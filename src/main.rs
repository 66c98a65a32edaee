// Command-line driver: decodes images from disk, runs them through the parallel
// pipeline and prints what was found. Decoding and encoding live here only; the
// library itself never touches files.

use anyhow::Context;
use clap::Parser;
use image::{Rgb, RgbImage};
use patch_extraction::{
    Cluster, ClusterStrategy, FitMode, ParallelPipeline, PatchPipeline, PatchReport,
    PipelineConfig, Window,
};
use serde::Serialize;
use std::path::{Path, PathBuf};

// Outline colours, cycled by cluster index.
const PALETTE: [Rgb<u8>; 6] = [
    Rgb([255, 0, 0]),
    Rgb([0, 128, 255]),
    Rgb([255, 200, 0]),
    Rgb([255, 0, 255]),
    Rgb([0, 255, 255]),
    Rgb([255, 255, 255]),
];
const OUTLINE_THICKNESS: u32 = 2;

#[derive(Parser, Debug)]
#[command(name = "patch_extraction", about = "Sample, cluster and describe vegetation patches")]
struct Args {
    /// Color images to process.
    #[arg(required = true)]
    inputs: Vec<PathBuf>,

    /// JSON file with a `PipelineConfig`; flags below override it.
    #[arg(long)]
    config: Option<PathBuf>,

    #[arg(long)]
    window_size: Option<u32>,

    #[arg(long)]
    row_stride: Option<u32>,

    #[arg(long)]
    proximity: Option<f64>,

    #[arg(long)]
    bin_size: Option<u32>,

    /// Verify every pixel of a candidate window instead of sampling its edges.
    #[arg(long)]
    exhaustive: bool,

    /// Use order-independent connected components instead of the legacy grouping.
    #[arg(long)]
    union_find: bool,

    #[arg(long)]
    no_histograms: bool,

    /// Directory receiving one `<name>_patches.png` per input, with window
    /// outlines coloured by cluster.
    #[arg(long)]
    overlay_dir: Option<PathBuf>,

    /// Print full reports as JSON lines instead of a summary.
    #[arg(long)]
    json: bool,

    /// Worker threads; defaults to the number of logical CPUs.
    #[arg(long)]
    workers: Option<usize>,
}

#[derive(Serialize)]
struct JsonLine<'a> {
    input: &'a Path,
    #[serde(flatten)]
    report: &'a PatchReport,
}

fn build_config(args: &Args) -> anyhow::Result<PipelineConfig> {
    let mut config = match &args.config {
        Some(path) => {
            let text = std::fs::read_to_string(path)
                .with_context(|| format!("reading config {}", path.display()))?;
            serde_json::from_str(&text)
                .with_context(|| format!("parsing config {}", path.display()))?
        }
        None => PipelineConfig::default(),
    };

    if let Some(v) = args.window_size {
        config.window_size = v;
    }
    if let Some(v) = args.row_stride {
        config.row_stride = v;
    }
    if let Some(v) = args.proximity {
        config.proximity_threshold = v;
    }
    if let Some(v) = args.bin_size {
        config.bin_size = v;
    }
    if args.exhaustive {
        config.fit_mode = FitMode::Exhaustive;
    }
    if args.union_find {
        config.cluster_strategy = ClusterStrategy::UnionFind;
    }
    if args.no_histograms {
        config.compute_histograms = false;
    }
    Ok(config)
}

/// Draws a hollow rectangle for every window, clipped to the image. Windows of
/// the same cluster share a colour.
fn draw_outlines(image: &mut RgbImage, clusters: &[Cluster]) {
    for (index, cluster) in clusters.iter().enumerate() {
        let colour = PALETTE[index % PALETTE.len()];
        for window in cluster.iter() {
            draw_outline(image, window, colour);
        }
    }
}

fn draw_outline(image: &mut RgbImage, window: &Window, colour: Rgb<u8>) {
    let (width, height) = image.dimensions();
    for y in window.y..window.bottom().min(height) {
        for x in window.x..window.right().min(width) {
            let on_border = x < window.x.saturating_add(OUTLINE_THICKNESS)
                || y < window.y.saturating_add(OUTLINE_THICKNESS)
                || x.saturating_add(OUTLINE_THICKNESS) >= window.right()
                || y.saturating_add(OUTLINE_THICKNESS) >= window.bottom();
            if on_border {
                image.put_pixel(x, y, colour);
            }
        }
    }
}

#[tokio::main]
async fn main() -> anyhow::Result<()> {
    env_logger::init();
    let args = Args::parse();

    let config = build_config(&args)?;
    let pipeline = PatchPipeline::new(config)?;
    let workers = args.workers.unwrap_or_else(num_cpus::get);
    let parallel = ParallelPipeline::from_pipeline(pipeline, workers);

    let mut images = Vec::with_capacity(args.inputs.len());
    for path in &args.inputs {
        let image = image::open(path)
            .with_context(|| format!("opening {}", path.display()))?
            .to_rgb8();
        images.push(image);
    }

    let originals = if args.overlay_dir.is_some() {
        images.clone()
    } else {
        Vec::new()
    };
    let results = parallel.process_images(images).await;

    for (index, (path, result)) in args.inputs.iter().zip(results).enumerate() {
        let report = match result {
            Ok(report) => report,
            Err(e) => {
                log::error!("{}: {}", path.display(), e);
                continue;
            }
        };

        if args.json {
            println!(
                "{}",
                serde_json::to_string(&JsonLine {
                    input: path,
                    report: &report
                })?
            );
        } else {
            println!(
                "{}: {} windows, {} clusters ({} occupied) in {:?}",
                path.display(),
                report.windows.len(),
                report.clusters.len(),
                report.occupied_clusters().count(),
                report.timings.total()
            );
        }

        if let (Some(dir), Some(original)) = (&args.overlay_dir, originals.get(index)) {
            let mut overlay = original.clone();
            draw_outlines(&mut overlay, &report.clusters);
            let stem = path
                .file_stem()
                .map(|s| s.to_string_lossy().into_owned())
                .unwrap_or_else(|| format!("input_{index}"));
            let target = dir.join(format!("{stem}_patches.png"));
            overlay
                .save(&target)
                .with_context(|| format!("writing {}", target.display()))?;
        }
    }

    Ok(())
}

#[cfg(test)]
mod tests {
    use super::*;
    use patch_extraction::core_modules::cluster_builder::cluster_builder;

    #[test]
    fn flags_override_the_default_config() {
        let args = Args::try_parse_from([
            "patch_extraction",
            "plot.png",
            "--window-size",
            "32",
            "--union-find",
            "--exhaustive",
            "--overlay-dir",
            "out",
        ])
        .unwrap();
        let config = build_config(&args).unwrap();

        assert_eq!(config.window_size, 32);
        assert_eq!(config.cluster_strategy, ClusterStrategy::UnionFind);
        assert_eq!(config.fit_mode, FitMode::Exhaustive);
        assert_eq!(config.row_stride, PipelineConfig::default().row_stride);
        assert_eq!(args.overlay_dir, Some(PathBuf::from("out")));
    }

    #[test]
    fn inputs_are_required() {
        assert!(Args::try_parse_from(["patch_extraction"]).is_err());
    }

    #[test]
    fn outlines_are_coloured_by_cluster() {
        let windows = [Window::new(0, 0, 10), Window::new(10, 0, 10), Window::new(40, 40, 10)];
        let clusters = cluster_builder::cluster(&windows, 10.0).unwrap();
        assert_eq!(clusters.len(), 2);

        let mut image = RgbImage::new(60, 60);
        draw_outlines(&mut image, &clusters);

        assert_eq!(*image.get_pixel(0, 0), PALETTE[0]);
        assert_eq!(*image.get_pixel(19, 9), PALETTE[0]);
        assert_eq!(*image.get_pixel(40, 40), PALETTE[1]);
        // Interiors stay untouched.
        assert_eq!(*image.get_pixel(5, 5), Rgb([0, 0, 0]));
    }
}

______

- _YOUR INSTRUCTIONS_
Using only the listing above, restate exactly the lines from the line containing "if let Some(v) = args.window_size" through the line containing "x.saturating_add(OUTLINE_THICKNESS) >= window.right()", both included.

- _FINISHED TASK_
    if let Some(v) = args.window_size {
        config.window_size = v;
    }
    if let Some(v) = args.row_stride {
        config.row_stride = v;
    }
    if let Some(v) = args.proximity {
        config.proximity_threshold = v;
    }
    if let Some(v) = args.bin_size {
        config.bin_size = v;
    }
    if args.exhaustive {
        config.fit_mode = FitMode::Exhaustive;
    }
    if args.union_find {
        config.cluster_strategy = ClusterStrategy::UnionFind;
    }
    if args.no_histograms {
        config.compute_histograms = false;
    }
    Ok(config)
}

/// Draws a hollow rectangle for every window, clipped to the image. Windows of
/// the same cluster share a colour.
fn draw_outlines(image: &mut RgbImage, clusters: &[Cluster]) {
    for (index, cluster) in clusters.iter().enumerate() {
        let colour = PALETTE[index % PALETTE.len()];
        for window in cluster.iter() {
            draw_outline(image, window, colour);
        }
    }
}

fn draw_outline(image: &mut RgbImage, window: &Window, colour: Rgb<u8>) {
    let (width, height) = image.dimensions();
    for y in window.y..window.bottom().min(height) {
        for x in window.x..window.right().min(width) {
            let on_border = x < window.x.saturating_add(OUTLINE_THICKNESS)
                || y < window.y.saturating_add(OUTLINE_THICKNESS)
                || x.saturating_add(OUTLINE_THICKNESS) >= window.right()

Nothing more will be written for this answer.